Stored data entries

// SPDX-FileCopyrightText: 2026 Skein Contributors
// SPDX-License-Identifier: MIT OR Apache-2.0

//! Pipeline harness for integration tests.
//!
//! `TestPipeline` wires an [`IngestionPipeline`] to a [`MockTransport`]
//! with small batches, short retry delays and a flush interval long enough
//! that the timer never fires unless a test advances the clock.

use std::sync::Arc;
use std::time::Duration;

use skein_core::{Event, EventId, SkeinError};
use skein_hooks::{Hook, HookPriority};
use skein_ingest::{IngestionPipeline, PipelineConfig, RetryConfig};

use crate::mock_transport::MockTransport;

/// Numbered trace events with a small JSON payload.
pub fn events(n: usize) -> Vec<Event> {
    (0..n)
        .map(|i| Event::trace(serde_json::json!({ "name": format!("event-{i}"), "seq": i })))
        .collect()
}

/// Defaults used by [`TestPipeline`].
pub fn test_config() -> PipelineConfig {
    PipelineConfig {
        capacity: 100,
        batch_size: 10,
        flush_interval: Duration::from_secs(60),
        retry: RetryConfig {
            max_retries: 3,
            base_delay: Duration::from_millis(10),
            max_delay: Duration::from_millis(100),
        },
        shutdown_timeout: Duration::from_secs(5),
        ..PipelineConfig::default()
    }
}

/// Builder for [`TestPipeline`].
pub struct TestPipelineBuilder {
    config: PipelineConfig,
    transport: Arc<MockTransport>,
    hooks: Vec<(String, Hook, HookPriority)>,
}

impl TestPipelineBuilder {
    fn new() -> Self {
        Self {
            config: test_config(),
            transport: Arc::new(MockTransport::new()),
            hooks: Vec::new(),
        }
    }

    /// Adjust the pipeline configuration.
    pub fn configure(mut self, f: impl FnOnce(&mut PipelineConfig)) -> Self {
        f(&mut self.config);
        self
    }

    pub fn transport(mut self, transport: MockTransport) -> Self {
        self.transport = Arc::new(transport);
        self
    }

    pub fn hook(mut self, name: &str, hook: Hook, priority: HookPriority) -> Self {
        self.hooks.push((name.to_string(), hook, priority));
        self
    }

    /// Builds the pipeline. Must run inside a Tokio runtime.
    pub fn build(self) -> Result<TestPipeline, SkeinError> {
        let mut builder = IngestionPipeline::builder(self.config)
            .transport(Arc::clone(&self.transport) as Arc<dyn skein_ingest::Transport>);
        for (name, hook, priority) in self.hooks {
            builder = builder.add_hook(name, hook, priority);
        }
        Ok(TestPipeline {
            pipeline: builder.build()?,
            transport: self.transport,
        })
    }
}

/// A pipeline plus the mock transport it delivers to.
pub struct TestPipeline {
    pub pipeline: IngestionPipeline,
    pub transport: Arc<MockTransport>,
}

impl TestPipeline {
    pub fn builder() -> TestPipelineBuilder {
        TestPipelineBuilder::new()
    }

    /// Submit `n` fresh events and return their ids in submission order.
    pub fn submit_events(&self, n: usize) -> Result<Vec<EventId>, SkeinError> {
        events(n)
            .into_iter()
            .map(|event| {
                let id = event.id().clone();
                self.pipeline.submit(event).map(|()| id)
            })
            .collect()
    }
}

- **What to produce**
Please give back all of the data exactly as it appears.

- **Exercise solution**
// SPDX-FileCopyrightText: 2026 Skein Contributors
// SPDX-License-Identifier: MIT OR Apache-2.0

//! Pipeline harness for integration tests.
//!
//! `TestPipeline` wires an [`IngestionPipeline`] to a [`MockTransport`]
//! with small batches, short retry delays and a flush interval long enough
//! that the timer never fires unless a test advances the clock.

use std::sync::Arc;
use std::time::Duration;

use skein_core::{Event, EventId, SkeinError};
use skein_hooks::{Hook, HookPriority};
use skein_ingest::{IngestionPipeline, PipelineConfig, RetryConfig};

use crate::mock_transport::MockTransport;

/// Numbered trace events with a small JSON payload.
pub fn events(n: usize) -> Vec<Event> {
    (0..n)
        .map(|i| Event::trace(serde_json::json!({ "name": format!("event-{i}"), "seq": i })))
        .collect()
}

/// Defaults used by [`TestPipeline`].
pub fn test_config() -> PipelineConfig {
    PipelineConfig {
        capacity: 100,
        batch_size: 10,
        flush_interval: Duration::from_secs(60),
        retry: RetryConfig {
            max_retries: 3,
            base_delay: Duration::from_millis(10),
            max_delay: Duration::from_millis(100),
        },
        shutdown_timeout: Duration::from_secs(5),
        ..PipelineConfig::default()
    }
}

/// Builder for [`TestPipeline`].
pub struct TestPipelineBuilder {
    config: PipelineConfig,
    transport: Arc<MockTransport>,
    hooks: Vec<(String, Hook, HookPriority)>,
}

impl TestPipelineBuilder {
    fn new() -> Self {
        Self {
            config: test_config(),
            transport: Arc::new(MockTransport::new()),
            hooks: Vec::new(),
        }
    }

    /// Adjust the pipeline configuration.
    pub fn configure(mut self, f: impl FnOnce(&mut PipelineConfig)) -> Self {
        f(&mut self.config);
        self
    }

    pub fn transport(mut self, transport: MockTransport) -> Self {
        self.transport = Arc::new(transport);
        self
    }

    pub fn hook(mut self, name: &str, hook: Hook, priority: HookPriority) -> Self {
        self.hooks.push((name.to_string(), hook, priority));
        self
    }

    /// Builds the pipeline. Must run inside a Tokio runtime.
    pub fn build(self) -> Result<TestPipeline, SkeinError> {
        let mut builder = IngestionPipeline::builder(self.config)
            .transport(Arc::clone(&self.transport) as Arc<dyn skein_ingest::Transport>);
        for (name, hook, priority) in self.hooks {
            builder = builder.add_hook(name, hook, priority);
        }
        Ok(TestPipeline {
            pipeline: builder.build()?,
            transport: self.transport,
        })
    }
}

/// A pipeline plus the mock transport it delivers to.
pub struct TestPipeline {
    pub pipeline: IngestionPipeline,
    pub transport: Arc<MockTransport>,
}

impl TestPipeline {
    pub fn builder() -> TestPipelineBuilder {
        TestPipelineBuilder::new()
    }

    /// Submit `n` fresh events and return their ids in submission order.
    pub fn submit_events(&self, n: usize) -> Result<Vec<EventId>, SkeinError> {
        events(n)
            .into_iter()
            .map(|event| {
                let id = event.id().clone();
                self.pipeline.submit(event).map(|()| id)
            })
            .collect()
    }
}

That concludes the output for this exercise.